AIM OF THE TASK →
Only lines containing the word "array" are needed; pull them out of the material.

DATA SUPPLIED →
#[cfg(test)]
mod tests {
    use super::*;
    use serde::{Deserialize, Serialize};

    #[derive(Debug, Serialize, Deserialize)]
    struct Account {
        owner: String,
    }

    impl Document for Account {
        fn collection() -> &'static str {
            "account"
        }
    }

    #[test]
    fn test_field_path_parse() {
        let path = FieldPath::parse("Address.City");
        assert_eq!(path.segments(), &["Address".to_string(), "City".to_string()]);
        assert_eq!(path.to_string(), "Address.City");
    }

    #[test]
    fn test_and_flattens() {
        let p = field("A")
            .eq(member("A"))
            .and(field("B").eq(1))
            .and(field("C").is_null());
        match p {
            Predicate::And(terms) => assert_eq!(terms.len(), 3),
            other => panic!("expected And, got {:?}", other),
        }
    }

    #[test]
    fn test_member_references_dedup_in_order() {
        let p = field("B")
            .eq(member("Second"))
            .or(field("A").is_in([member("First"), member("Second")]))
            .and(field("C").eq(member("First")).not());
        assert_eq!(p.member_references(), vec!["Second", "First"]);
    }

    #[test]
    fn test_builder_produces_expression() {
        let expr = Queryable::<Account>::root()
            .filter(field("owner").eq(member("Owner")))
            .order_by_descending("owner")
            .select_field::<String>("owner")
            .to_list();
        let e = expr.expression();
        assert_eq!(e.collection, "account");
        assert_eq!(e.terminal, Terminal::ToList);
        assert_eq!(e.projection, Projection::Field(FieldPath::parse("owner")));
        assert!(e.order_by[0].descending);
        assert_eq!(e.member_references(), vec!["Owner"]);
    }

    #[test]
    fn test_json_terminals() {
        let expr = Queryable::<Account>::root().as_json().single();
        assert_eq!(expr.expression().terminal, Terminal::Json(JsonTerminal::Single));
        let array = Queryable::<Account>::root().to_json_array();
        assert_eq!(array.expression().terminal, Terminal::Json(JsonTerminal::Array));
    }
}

ANSWER TO THIS EXERCISE →
        let array = Queryable::<Account>::root().to_json_array();
        assert_eq!(array.expression().terminal, Terminal::Json(JsonTerminal::Array));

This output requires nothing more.